Penn State food behavior doc says eating healthy doesn’t have to mean spending more money on food

COLLEGE STATION, PA – A recent study conducted by WalletHub outlined the most overweight and obese states in America. That study could suggest that eating healthy is related to financial status as buying healthy and fresh foods is often more expensive than buying processed and cheaper quality food.

As a result of the abundance of fast food and cheap unhealthy grocery items that have negatively altered our diets, over 40% of U.S. adults are obese. As a result of the extra pounds, medical treatment related to obesity has cost about $190.2 billion annually, while productivity losses resulting from work absenteeism have cost about $4.3 billion each year.

According to the study, Americans are some of the most overweight people in the world, not just stereotypically but statistically too.

Dr. Travis Masterson, a Professor; Director of the Health, Ingestive Behavior, and Technology Laboratory, The Pennsylvania State University says eating healthy does not necessarily mean you need to spend more money on food.

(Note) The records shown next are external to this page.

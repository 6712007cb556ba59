//! Tablet area selection
//!
//! String form is `"x y w h"`. The empty area means "use the whole tablet" and
//! is written as the sentinel `"-1 -1 -1 -1"`.

use std::fmt;
use std::str::FromStr;

use super::{parse_integers, Rect, ValueError};

const EMPTY_SENTINEL: &str = "-1 -1 -1 -1";

#[derive(Debug, Clone, Copy, PartialEq, Eq, Default)]
pub struct TabletArea {
    rect: Option<Rect>,
}

impl TabletArea {
    /// Full-area marker
    pub fn empty() -> Self {
        Self { rect: None }
    }

    /// Area with the given geometry; non-positive sizes yield the empty area
    pub fn new(x: i32, y: i32, width: i32, height: i32) -> Self {
        let rect = Rect::new(x, y, width, height);
        if rect.is_empty() {
            Self::empty()
        } else {
            Self { rect: Some(rect) }
        }
    }

    pub fn is_empty(&self) -> bool {
        self.rect.is_none()
    }

    pub fn rect(&self) -> Option<Rect> {
        self.rect
    }
}

impl FromStr for TabletArea {
    type Err = ValueError;

    fn from_str(s: &str) -> Result<Self, Self::Err> {
        if s.trim().is_empty() {
            return Ok(Self::empty());
        }

        let values = parse_integers(s, 4)?;
        let mut coords = [0i32; 4];
        for (slot, (value, token)) in coords
            .iter_mut()
            .zip(values.iter().zip(s.split_whitespace()))
        {
            *slot = i32::try_from(*value).map_err(|_| ValueError::NotAnInteger(token.to_string()))?;
        }

        Ok(Self::new(coords[0], coords[1], coords[2], coords[3]))
    }
}

impl fmt::Display for TabletArea {
    fn fmt(&self, f: &mut fmt::Formatter<'_>) -> fmt::Result {
        match self.rect {
            Some(rect) => write!(f, "{} {} {} {}", rect.x, rect.y, rect.width, rect.height),
            None => f.write_str(EMPTY_SENTINEL),
        }
    }
}

#[cfg(test)]
mod tests {
    use super::*;

    #[test]
    fn test_parse_area() {
        let area: TabletArea = "100 200 3000 1500".parse().unwrap();
        assert_eq!(area.rect(), Some(Rect::new(100, 200, 3000, 1500)));
        assert!(!area.is_empty());
    }

    #[test]
    fn test_round_trip() {
        for area in [
            TabletArea::new(0, 0, 15200, 9500),
            TabletArea::new(-10, 5, 1, 1),
            TabletArea::new(7, 8, 640, 480),
            TabletArea::empty(),
        ] {
            assert_eq!(area.to_string().parse::<TabletArea>(), Ok(area));
        }
    }

    #[test]
    fn test_empty_forms() {
        assert!("".parse::<TabletArea>().unwrap().is_empty());
        assert!("   ".parse::<TabletArea>().unwrap().is_empty());
        assert!("-1 -1 -1 -1".parse::<TabletArea>().unwrap().is_empty());
        assert!("0 0 0 0".parse::<TabletArea>().unwrap().is_empty());
        assert_eq!(TabletArea::empty().to_string(), "-1 -1 -1 -1");
    }

    #[test]
    fn test_wrong_token_count_fails() {
        assert_eq!(
            "1 2 3".parse::<TabletArea>(),
            Err(ValueError::TokenCount { expected: 4, found: 3 })
        );
        assert_eq!(
            "1 2 3 4 5".parse::<TabletArea>(),
            Err(ValueError::TokenCount { expected: 4, found: 5 })
        );
    }

    #[test]
    fn test_non_integer_fails() {
        assert_eq!(
            "1 2 3.5 4".parse::<TabletArea>(),
            Err(ValueError::NotAnInteger("3.5".to_string()))
        );
        assert_eq!(
            "1 2 3 99999999999".parse::<TabletArea>(),
            Err(ValueError::NotAnInteger("99999999999".to_string()))
        );
    }
}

“Start with simple changes to your purchases at the store. There is no need to purchase large amounts of supplements or expensive products with ‘health halos’ like grass-fed beef, oat milk, etc. I would first start by adding in more fruits and vegetables that you are already familiar with and like,” Dr. Masterson said. “This will ensure that you will actually use them and they will not go to waste. Increase the amount that you use or provide yourself within a meal and reduce the amount of less healthy foods. For example, I have a really simple rice, chicken, and broccoli bowl that I love to eat.”

He said taking things slow and experimenting have helped him personally reduce his calorie intake and introduce healthy options into his diet.

“Over time I have reduced the amount of chicken and rice in the bowl and increased the amount of broccoli. I still get to enjoy the dish as a whole but provide myself with more of the nutrient-rich and low-calorie part of the meal. Looking for low-cost fruits, vegetables, and grains at your grocery store can also be a good way to approach healthy eating,” he said. “Exploring new foods and experimenting with adding them to your diet can be fun and you can start by buying small amounts of them to test so that you do not end up with a lot of food waste or wasted money.”